Filing in to the stadium with the masses, my stomach curled into a knot. The sounds and smells (my first whiff of dagga), tempted me, but never quite secured my fleeting mind from the task at hand. I sought out my seat, taking in the mix of people. For what must have been a first in our newborn nation, Goths, sat cheek- to- jowl with bomber jacket-donning Afrikaners (hey, DM’s appeal is wide and vast). Preppy ‘Northern suburbs’ prissies, dared to mingle with so-called Grungeheads. This was the height of Grunge, remember.

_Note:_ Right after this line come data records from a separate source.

//! Serial NOR flash and the card-to-flash transfer
//!
//! [`NorFlash`] speaks the byte-oriented command set of the 128 Mbit part
//! over the shared bus. [`transfer::transfer_track`] copies one track image
//! from the card into it, erasing ahead of the writes and committing the
//! image with a single trailing sentinel write.
//!
//! # Modules
//!
//! - [`nor`] - Command layer, streaming reader, `embedded_storage` traits
//! - [`transfer`] - Track copy with erase-ahead, page streaming and commit

// ── Lint policy ─────────────────────────────────────────────────────────────
#![deny(clippy::unwrap_used)] // no .unwrap() in production code
#![deny(clippy::expect_used)] // no .expect() in production code
#![deny(clippy::panic)] // no panic!() in production code
#![deny(unused_must_use)]
// all Results must be handled
// ────────────────────────────────────────────────────────────────────────────
#![cfg_attr(not(any(test, feature = "std")), no_std)]
#![warn(missing_docs)]
#![warn(clippy::all)]
#![warn(clippy::pedantic)]
#![allow(clippy::module_name_repetitions)]
#![allow(clippy::missing_errors_doc)]

pub mod nor;
pub mod transfer;

pub use nor::{FlashReader, NorFlash, PageProgram};
pub use transfer::{transfer_track, NoProgress, TransferError, TransferObserver, TransferSession};

use embedded_storage::nor_flash::{NorFlashError, NorFlashErrorKind};
use platform::BusError;

/// Flash errors
#[derive(Debug, Clone, Copy, PartialEq, Eq)]
#[cfg_attr(feature = "defmt", derive(defmt::Format))]
pub enum FlashError {
    /// The shared bus failed
    Bus(BusError),
    /// The part stayed busy past the poll bound
    Timeout,
    /// Address range outside the part
    OutOfBounds,
    /// Erase range not on block boundaries
    NotAligned,
}

impl From<BusError> for FlashError {
    fn from(err: BusError) -> Self {
        Self::Bus(err)
    }
}

impl core::fmt::Display for FlashError {
    fn fmt(&self, f: &mut core::fmt::Formatter<'_>) -> core::fmt::Result {
        match self {
            Self::Bus(err) => write!(f, "Flash bus error: {err}"),
            Self::Timeout => write!(f, "Flash stayed busy"),
            Self::OutOfBounds => write!(f, "Flash address out of bounds"),
            Self::NotAligned => write!(f, "Flash erase range not block aligned"),
        }
    }
}

#[cfg(feature = "std")]
impl std::error::Error for FlashError {}

impl NorFlashError for FlashError {
    fn kind(&self) -> NorFlashErrorKind {
        match self {
            Self::OutOfBounds => NorFlashErrorKind::OutOfBounds,
            Self::NotAligned => NorFlashErrorKind::NotAligned,
            Self::Bus(_) | Self::Timeout => NorFlashErrorKind::Other,
        }
    }
}

impl From<NorFlashErrorKind> for FlashError {
    fn from(kind: NorFlashErrorKind) -> Self {
        match kind {
            NorFlashErrorKind::NotAligned => Self::NotAligned,
            _ => Self::OutOfBounds,
        }
    }
}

The arena filled up fast, another testament to not just how desperate and thankful South Africans were for a quality musical act following decades of cultural isolation. The opening act, the Outsiders, were simply a formality. Cheers of ‘Just can’t get enough ' made it very clear to the openers as they lumbered through their set that it was time.
The roars grew into… ummm, louder roars, the anticipation reached breaking point. Within seconds, a life time of waiting, 16-years of devoted listening climaxed into Dave Gahan launching himself onto South Africa’s first ever live taste of Depeche Mode. The rest, as they say, is hysteria. Much sweat was shed. Over-sized Doc Martens were well broken into. Baggy jeans flayed clumsily through manic attempts at quasi-moshing. It was my baptism minus strange dogmas and uncomfortable rituals.
I’ve been to many more concerts since then. I’ve witnessed U2 twice... live. I endured Jamiroquias (don’t ask). I saw Skunk Anansie in their hey day In Port Elizabeth (?) and have survived numerous Cokefests. I've even caught a live Fever Ray gig in Paris. But nothing to date has been able to trounce the thrill of seeing a band so embedded in my psyche in concert, surviving the mania, the elation of my induction into live music. For me even trying to recapture those 2 hours I spent in an alien city, by myself in a packed arena, surrounded by an assortment of freaks will be nearly impossible.